Time domain is another perspective on the fluidity of conscious states both in the case of suicidal thinking and substance use disorders. It is common for a person to describe themselves as becoming a person that they never wanted to be associated with both substance use disorders and suicidal thinking.  They are able to see those patterns in retrospect but not at the times they occur.   

It may be apparent that suicidal thinking can be a transition from a questionable belief to certainty. I listed a few of these beliefs in a previous post. A common one is “people would be better off without me”. In the early stages most people can examine that thought and conclude that it is at least partially false based on their relationships to the people in question and the assessment of their realistic value to those people. With time and continued emotional intensity any objective assessment of their value in relationships might diminish and disappear. At that point they are in a very high-risk state because they believe in the statement that “people would be better off without me”. Clinicians are often taught to ask about deterrence to suicidal ideation, but they are rarely taught to assess the degree of belief a person has in high-risk suicidal thinking.  There are non known ways to determine is a person who is delusional or quasi-delusional about suicidal thoughts is disclosing those thoughts or hiding them.

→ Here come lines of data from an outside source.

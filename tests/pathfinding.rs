use glam::Vec2;
use mazekiller::map::{cell_of, LevelMap};
use mazekiller::pathfinding::prelude::*;

fn open_grid(size: usize) -> LevelMap {
    LevelMap::bordered(size, size).unwrap()
}

fn is_adjacent(a: (i32, i32), b: (i32, i32)) -> bool {
    (a.0 - b.0).abs() + (a.1 - b.1).abs() == 1
}

// ── A* ────────────────────────────────────────────────────────────────────────

#[test]
fn astar_same_start_and_goal_is_empty() {
    let map = open_grid(5);
    assert_eq!(astar((2, 2), (2, 2), &map), Some(vec![]));
}

#[test]
fn astar_straight_line() {
    let map = open_grid(10);
    let path = astar((1, 1), (5, 1), &map).unwrap();
    assert_eq!(path, vec![(2, 1), (3, 1), (4, 1), (5, 1)]);
}

#[test]
fn astar_wall_goal_returns_none() {
    let map = open_grid(6);
    assert_eq!(astar((1, 1), (0, 0), &map), None);
    assert_eq!(astar((0, 0), (1, 1), &map), None);
}

#[test]
fn astar_disconnected_returns_none() {
    let map = LevelMap::from_rows(&[
        "#######",
        "#..#..#",
        "#..#..#",
        "#######",
    ])
    .unwrap();
    assert_eq!(astar((1, 1), (5, 2), &map), None);
}

#[test]
fn astar_navigates_around_wall() {
    let map = LevelMap::from_rows(&[
        "#######",
        "#.....#",
        "#.###.#",
        "#.....#",
        "#######",
    ])
    .unwrap();
    let path = astar((1, 2), (5, 2), &map).unwrap();
    assert_eq!(path.last(), Some(&(5, 2)));
    assert!(path.iter().all(|&(x, y)| map.is_walkable(x, y)));
    assert_eq!(path.len(), 6);
}

#[test]
fn astar_does_not_walk_through_doors() {
    let map = LevelMap::from_rows(&[
        "#####",
        "#.D.#",
        "#####",
    ])
    .unwrap();
    assert_eq!(astar((1, 1), (3, 1), &map), None);
}

// ── World-space routes ────────────────────────────────────────────────────────

#[test]
fn open_grid_corner_to_corner() {
    let map = open_grid(16);
    let path = find_path(&map, Vec2::new(1.5, 1.5), Vec2::new(14.5, 14.5));

    assert!(path.len() >= 26, "path too short: {}", path.len());
    assert_eq!(path.last().map(|&p| cell_of(p)), Some((14, 14)));
    assert!(is_adjacent((1, 1), cell_of(path[0])));
    for pair in path.windows(2) {
        assert!(is_adjacent(cell_of(pair[0]), cell_of(pair[1])));
    }
    assert!(path.iter().all(|&p| map.is_walkable_at(p)));
}

#[test]
fn waypoints_are_cell_centres() {
    let map = open_grid(8);
    let path = find_path(&map, Vec2::new(1.2, 1.9), Vec2::new(4.7, 1.1));
    assert_eq!(path, vec![Vec2::new(2.5, 1.5), Vec2::new(3.5, 1.5), Vec2::new(4.5, 1.5)]);
}

#[test]
fn route_into_wall_is_empty() {
    let map = open_grid(8);
    assert!(find_path(&map, Vec2::new(1.5, 1.5), Vec2::new(0.5, 0.5)).is_empty());
}

#[test]
fn route_within_one_cell_is_empty() {
    let map = open_grid(8);
    assert!(find_path(&map, Vec2::new(3.1, 3.1), Vec2::new(3.9, 3.9)).is_empty());
}

// ── Reactive stepper ──────────────────────────────────────────────────────────

#[test]
fn reactive_steps_straight_when_clear() {
    let map = open_grid(10);
    let step = reactive_step(&map, Vec2::new(2.5, 2.5), Vec2::new(7.5, 2.5));
    assert!((step - Vec2::new(3.0, 2.5)).length() < 1e-5);
}

#[test]
fn reactive_sidesteps_a_wall() {
    let map = LevelMap::from_rows(&[
        "#######",
        "#.....#",
        "#..#..#",
        "#.....#",
        "#######",
    ])
    .unwrap();
    let from = Vec2::new(2.7, 2.5);
    let step = reactive_step(&map, from, Vec2::new(5.5, 2.5));
    assert_ne!(step, from);
    assert!(map.is_walkable_at(step));
    assert!((step.distance(from) - STEP_LENGTH).abs() < 1e-5);
}

#[test]
fn reactive_at_goal_stays_put() {
    let map = open_grid(5);
    let from = Vec2::new(2.5, 2.5);
    let goal = Vec2::new(2.55, 2.5);
    assert_eq!(reactive_step(&map, from, goal), from);
    assert!(PathStrategy::Reactive.plan(&map, from, goal).is_empty());
}

#[test]
fn reactive_never_steps_into_walls() {
    let map = LevelMap::from_rows(&["###", "#.#", "###"]).unwrap();
    let from = Vec2::new(1.5, 1.5);
    for goal in [Vec2::new(5.0, 5.0), Vec2::new(-3.0, 1.5), Vec2::new(1.5, -4.0)] {
        assert!(map.is_walkable_at(reactive_step(&map, from, goal)));
    }
}

// ── Strategy selection ────────────────────────────────────────────────────────

#[test]
fn strategy_intervals() {
    assert_eq!(PathStrategy::default(), PathStrategy::ShortestPath);
    assert_eq!(PathStrategy::ShortestPath.recompute_interval(), 0.5);
    assert_eq!(PathStrategy::Reactive.recompute_interval(), 0.3);
}

#[test]
fn strategy_plans_differ() {
    let map = open_grid(10);
    let (from, to) = (Vec2::new(1.5, 1.5), Vec2::new(6.5, 1.5));
    assert_eq!(PathStrategy::ShortestPath.plan(&map, from, to).len(), 5);
    assert_eq!(PathStrategy::Reactive.plan(&map, from, to), vec![Vec2::new(2.0, 1.5)]);
}

#[test]
fn strategy_reads_snake_case() {
    let s: PathStrategy = serde_json::from_str("\"reactive\"").unwrap();
    assert_eq!(s, PathStrategy::Reactive);
    let s: PathStrategy = serde_json::from_str("\"shortest_path\"").unwrap();
    assert_eq!(s, PathStrategy::ShortestPath);
}
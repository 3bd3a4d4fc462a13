pub mod autopilot;
pub mod camera;
pub mod collectible;
pub mod config;
pub mod error;
pub mod game;
pub mod geometry;
pub mod input;
pub mod levels;
pub mod map;
pub mod pathfinding;
pub mod pursuer;
pub mod renderer;
pub mod shop;

pub use error::{Error, Result};
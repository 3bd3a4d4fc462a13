use rand::Rng;

/// Offers shown in the shop between levels.
pub const OFFER_COUNT: usize = 3;
/// Enemy Radar only shows up from this level onward.
const RADAR_MIN_LEVEL: u32 = 3;

#[derive(Copy, Clone, Debug, PartialEq, Eq)]
pub enum PerkKind {
    GoldMultiplier,
    Speed,
    BoostDuration,
    EnemyRadar,
}

#[derive(Clone, Debug, PartialEq)]
pub struct Perk {
    pub name: &'static str,
    pub description: &'static str,
    pub cost: u32,
    pub kind: PerkKind,
    pub value: f32,
}

/// Roll this visit's three offers. The third slot is Enemy Radar when the
/// player reaches level 3 without owning it, Long Boost otherwise.
pub fn generate_offers(level: u32, has_radar: bool, rng: &mut impl Rng) -> [Perk; OFFER_COUNT] {
    let third = if !has_radar && level >= RADAR_MIN_LEVEL {
        Perk {
            name: "Enemy Radar",
            description: "Reveals enemy on minimap",
            cost: rng.gen_range(40..60),
            kind: PerkKind::EnemyRadar,
            value: 1.0,
        }
    } else {
        Perk {
            name: "Long Boost",
            description: "Speed boosts last +5s",
            cost: rng.gen_range(25..40),
            kind: PerkKind::BoostDuration,
            value: 5.0,
        }
    };

    [
        Perk {
            name: "Gold Collector",
            description: "Collect +50% more gold",
            cost: rng.gen_range(30..50),
            kind: PerkKind::GoldMultiplier,
            value: 0.5,
        },
        Perk {
            name: "Speed Runner",
            description: "+1.0 movement speed",
            cost: rng.gen_range(20..35),
            kind: PerkKind::Speed,
            value: 1.0,
        },
        third,
    ]
}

What can clinicians and patient do in these circumstances?  My previous posts suggests that an analysis of the thought patterns can be useful. I routinely review those ideas with people I see who have suicidal thoughts.  At some point the goal would be to see if talking about suicidal thoughts in this way would improve the level of resistance to these thoughts and make it less likely that people will act on them. I also believe that a public health message should discuss the same approach,  So far the only public health measure seems to be advice on calling suicide hotlines or crisis lines. 

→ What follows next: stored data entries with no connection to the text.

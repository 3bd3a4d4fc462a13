// =============================================================================
// COLLECTIBLE.RS: Gold coins and speed boosts
//
// Placed once per level by rejection sampling, flagged as collected on
// pickup and never removed from the list.
// =============================================================================

use glam::Vec2;
use rand::Rng;

use crate::map::LevelMap;

/// Gold granted by one coin before the player's multiplier.
pub const COIN_VALUE: f32 = 10.0;
/// Minimum spacing between coins.
const COIN_SPACING: f32 = 2.0;
/// Minimum spacing between a boost and any other collectible.
const BOOST_SPACING: f32 = 3.0;

#[derive(Copy, Clone, Debug, PartialEq, Eq)]
pub enum CollectibleKind {
    Coin,
    SpeedBoost,
}

#[derive(Copy, Clone, Debug, PartialEq)]
pub struct Collectible {
    pub position: Vec2,
    pub collected: bool,
    pub value: f32,
    pub kind: CollectibleKind,
}

impl Collectible {
    pub fn coin(position: Vec2) -> Self {
        Self { position, collected: false, value: COIN_VALUE, kind: CollectibleKind::Coin }
    }

    pub fn speed_boost(position: Vec2) -> Self {
        Self { position, collected: false, value: 0.0, kind: CollectibleKind::SpeedBoost }
    }
}

/// What happened when the player walked over a collectible.
#[derive(Copy, Clone, Debug, PartialEq)]
pub enum Pickup {
    /// Gold actually added, after the multiplier.
    Gold(u32),
    SpeedBoost,
}

/// Scatter 15–24 coins and 1–2 speed boosts over floor cells of `map`.
///
/// Coins keep 2 cells from each other and stay 2 cells from the border;
/// boosts keep 3 cells from everything and stay 3 cells from the border.
/// Placement gives up after a bounded number of attempts, so cramped maps
/// simply get fewer items.
pub fn generate(map: &LevelMap, rng: &mut impl Rng) -> Vec<Collectible> {
    let mut items = Vec::new();

    let coin_target = 15 + rng.gen_range(0..10);
    let mut attempts = 0;
    while items.len() < coin_target && attempts < coin_target * 10 {
        attempts += 1;
        let Some(pos) = sample_cell(map, 2, rng) else { break };
        if !map.is_walkable_at(pos) || too_close(&items, pos, COIN_SPACING) {
            continue;
        }
        items.push(Collectible::coin(pos));
    }

    let boost_target = 1 + rng.gen_range(0..2);
    let mut boosts = 0;
    attempts = 0;
    while boosts < boost_target && attempts < 100 {
        attempts += 1;
        let Some(pos) = sample_cell(map, 3, rng) else { break };
        if !map.is_walkable_at(pos) || too_close(&items, pos, BOOST_SPACING) {
            continue;
        }
        items.push(Collectible::speed_boost(pos));
        boosts += 1;
    }

    items
}

/// Centre of a random cell at least `margin` cells inside the border.
fn sample_cell(map: &LevelMap, margin: i32, rng: &mut impl Rng) -> Option<Vec2> {
    let (lo_x, hi_x) = (margin, map.width() - margin);
    let (lo_y, hi_y) = (margin, map.height() - margin);
    if lo_x >= hi_x || lo_y >= hi_y {
        return None;
    }
    let x = rng.gen_range(lo_x..hi_x);
    let y = rng.gen_range(lo_y..hi_y);
    Some(Vec2::new(x as f32 + 0.5, y as f32 + 0.5))
}

fn too_close(items: &[Collectible], pos: Vec2, spacing: f32) -> bool {
    items.iter().any(|c| c.position.distance_squared(pos) < spacing * spacing)
}

/// Collect everything within `radius` of `player`. Coins yield
/// `floor(value * gold_multiplier)` gold.
pub fn collect_nearby(
    items: &mut [Collectible],
    player: Vec2,
    radius: f32,
    gold_multiplier: f32,
) -> Vec<Pickup> {
    let mut pickups = Vec::new();
    for item in items.iter_mut().filter(|c| !c.collected) {
        if item.position.distance(player) >= radius {
            continue;
        }
        item.collected = true;
        pickups.push(match item.kind {
            CollectibleKind::Coin => Pickup::Gold((item.value * gold_multiplier) as u32),
            CollectibleKind::SpeedBoost => Pickup::SpeedBoost,
        });
    }
    pickups
}

/// Number of collectibles still on the floor.
pub fn remaining(items: &[Collectible]) -> usize {
    items.iter().filter(|c| !c.collected).count()
}
use crate::camera::Camera;
use crate::collectible::{self, Collectible, Pickup};
use crate::config::GameConfig;
use crate::error::{Error, Result};
use crate::geometry::{direction_from_angle, normalize_or_none};
use crate::input::{Action, ActionMap, InputState};
use crate::levels::{Level, LevelTable};
use crate::map::{LevelMap, Tile};
use crate::pursuer::Pursuer;
use crate::shop::{self, Perk, PerkKind, OFFER_COUNT};

#[derive(Copy, Clone, Debug, PartialEq, Eq)]
pub enum GameMode {
    MainMenu,
    Playing,
    /// Between levels, right after walking through the exit door.
    Loading,
    Shop,
    Won,
    Lost,
}

#[derive(Copy, Clone, Debug, PartialEq, Eq)]
pub enum MenuItem {
    Start,
    Quit,
}

#[derive(Copy, Clone, Debug, PartialEq)]
pub enum GameEvent {
    LevelStarted { level: u32 },
    CoinCollected { gold: u32 },
    BoostCollected,
    /// The pursuer came within the proximity alert distance.
    PursuerNear,
    /// The pursuer left the proximity alert distance.
    PursuerFar,
    /// The pursuer reached the player and started its attack.
    Attacked,
    LevelCompleted { level: u32 },
    PerkPurchased { kind: PerkKind, cost: u32 },
    Won,
    Lost,
    QuitRequested,
}

/// The player's body and the upgrades carried between levels.
#[derive(Clone, Debug, PartialEq)]
pub struct Player {
    pub position: Vec2,
    /// Facing angle in radians.
    pub angle: f32,
    pub base_speed: f32,
    pub mouse_sensitivity: f32,
    pub gold_multiplier: f32,
    pub boosted: bool,
    pub boost_timer: f32,
    /// Extra seconds added to every speed boost.
    pub boost_bonus: f32,
}

impl Player {
    pub fn new(config: &GameConfig) -> Self {
        Self {
            position: Vec2::ZERO,
            angle: 0.0,
            base_speed: config.player.base_speed,
            mouse_sensitivity: config.player.mouse_sensitivity,
            gold_multiplier: 1.0,
            boosted: false,
            boost_timer: 0.0,
            boost_bonus: 0.0,
        }
    }

    #[inline]
    pub fn forward(&self) -> Vec2 {
        direction_from_angle(self.angle)
    }

    /// Unit vector pointing to the player's right (the strafe direction
    /// of `D`).
    #[inline]
    pub fn right(&self) -> Vec2 {
        direction_from_angle(self.angle + std::f32::consts::FRAC_PI_2)
    }
}

pub struct Game {
    config: GameConfig,
    levels: Vec<Level>,
    actions: ActionMap<Action>,
    rng: StdRng,

    mode: GameMode,
    menu_selection: MenuItem,
    player: Player,
    gold: u32,
    /// Seconds since the session started; drives sprite bobbing.
    anim_time: f32,

    /// Level the session is on, 1-based. Runs one past the last level while
    /// loading after the final door.
    current_level: u32,
    /// Index into `levels` of the map being played.
    active: usize,
    collectibles: Vec<Collectible>,
    pursuer: Pursuer,
    pursuer_near: bool,

    loading_timer: f32,
    offers: Vec<Perk>,
    selected_perk: Option<usize>,
    continue_armed: bool,
    has_radar: bool,

    attacked: bool,
    stab_timer: f32,
}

I have had several people who I know as friends let me know that they have been able to analyze these thoughts on their own and come up solutions to contain these thoughts and get enough emotional distance from them to the point that they were no longer bothersome.  I know it can be done and encourage public health officials to take it to the next step.   

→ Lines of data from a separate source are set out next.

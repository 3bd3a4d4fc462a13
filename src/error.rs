use std::path::PathBuf;

use thiserror::Error;

use crate::map::MapError;

/// Errors surfaced by the fallible edges of the crate: config files, the
/// embedded level table and frame export. The per-frame core never fails;
/// it recovers locally with sentinel values instead.
#[derive(Debug, Error)]
pub enum Error {
    #[error("failed to read {path}: {source}")]
    Io {
        path: PathBuf,
        #[source]
        source: std::io::Error,
    },
    #[error("invalid JSON: {0}")]
    Json(#[from] serde_json::Error),
    #[error("invalid level grid: {0}")]
    Map(#[from] MapError),
    #[error("level {level}: {reason}")]
    Level { level: u32, reason: String },
    #[error("failed to export frame: {0}")]
    Image(#[from] image::ImageError),
}

pub type Result<T> = std::result::Result<T, Error>;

In closing, this post emphasizes a unique conscious state or states associated with suicidal ideation and suicide attempts. Nothing in this post should be construed as interview or treatment suggestions.  A more comprehensive understanding of  suicidal thinking and behavior requires more than a rating scale approach or risk factor analysis.

George Dawson, MD, DFAPA


1.  PHQ-9 is copyrighted by Pfizer, Inc. Full rating scale is visible at many sites by searching on PHQ-9.